What needs to be done:
From the line that contains "this crate only." to the last line of the entries, write each line out exactly; include both ends and nothing else.

== Extracted records ==

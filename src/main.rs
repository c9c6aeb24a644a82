use clap::Parser;
use ledger_tree::args::{Args, Command};
use anyhow::Context;
use ledger_tree::{commands, error_type, Config, ErrorType, Result};
use std::path::Path;
use std::process::ExitCode;
use tracing::{debug, error, trace};
use tracing_subscriber::filter::LevelFilter;
use tracing_subscriber::EnvFilter;

#[tokio::main]
async fn main() -> ExitCode {
    let args = Args::parse();
    let log_level = args.common().log_level();
    init_logger(log_level);
    debug!("Log level set to {}", log_level.to_string().to_lowercase());

    match main_inner(args).await {
        Ok(_) => ExitCode::SUCCESS,
        Err(e) => {
            match error_type(&e) {
                Some(t) => error!("Exiting with {t} error: {e:#}"),
                None => error!("Exiting with error: {e:#}"),
            }
            ExitCode::FAILURE
        }
    }
}

pub async fn main_inner(args: Args) -> Result<()> {
    trace!("{args:?}");
    let home = args.common().home().path();

    let _: () = match args.command() {
        Command::Init(init_args) => commands::init(home, init_args.api_url()).await?.print(),

        Command::Tree(tree_args) => {
            let config = load_config(home).await?;
            commands::tree(config, tree_args.clone()).await?.print()
        }

        Command::Months(months_args) => {
            let config = load_config(home).await?;
            commands::months(config, months_args.clone()).await?.print()
        }

        Command::Export(export_args) => {
            let config = load_config(home).await?;
            commands::export(config, export_args.clone()).await?.print()
        }
    };
    Ok(())
}

async fn load_config(home: &Path) -> Result<Config> {
    Config::load(home).await.context(ErrorType::Config)
}

/// Initializes the tracing subscriber.
pub fn init_logger(level: LevelFilter) {
    let filter = match std::env::var("RUST_LOG").ok() {
        // RUST_LOG exists; use it.
        Some(_) => EnvFilter::from_default_env(),
        // Otherwise use the requested level for this crate only.
        None => EnvFilter::new(format!("{}={}", env!("CARGO_CRATE_NAME"), level)),
    };

    tracing_subscriber::fmt()
        .with_env_filter(filter)
        .with_writer(std::io::stderr)
        .init();
}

===

Answer for this exercise:
        // Otherwise use the requested level for this crate only.
        None => EnvFilter::new(format!("{}={}", env!("CARGO_CRATE_NAME"), level)),
    };

    tracing_subscriber::fmt()
        .with_env_filter(filter)
        .with_writer(std::io::stderr)
        .init();
}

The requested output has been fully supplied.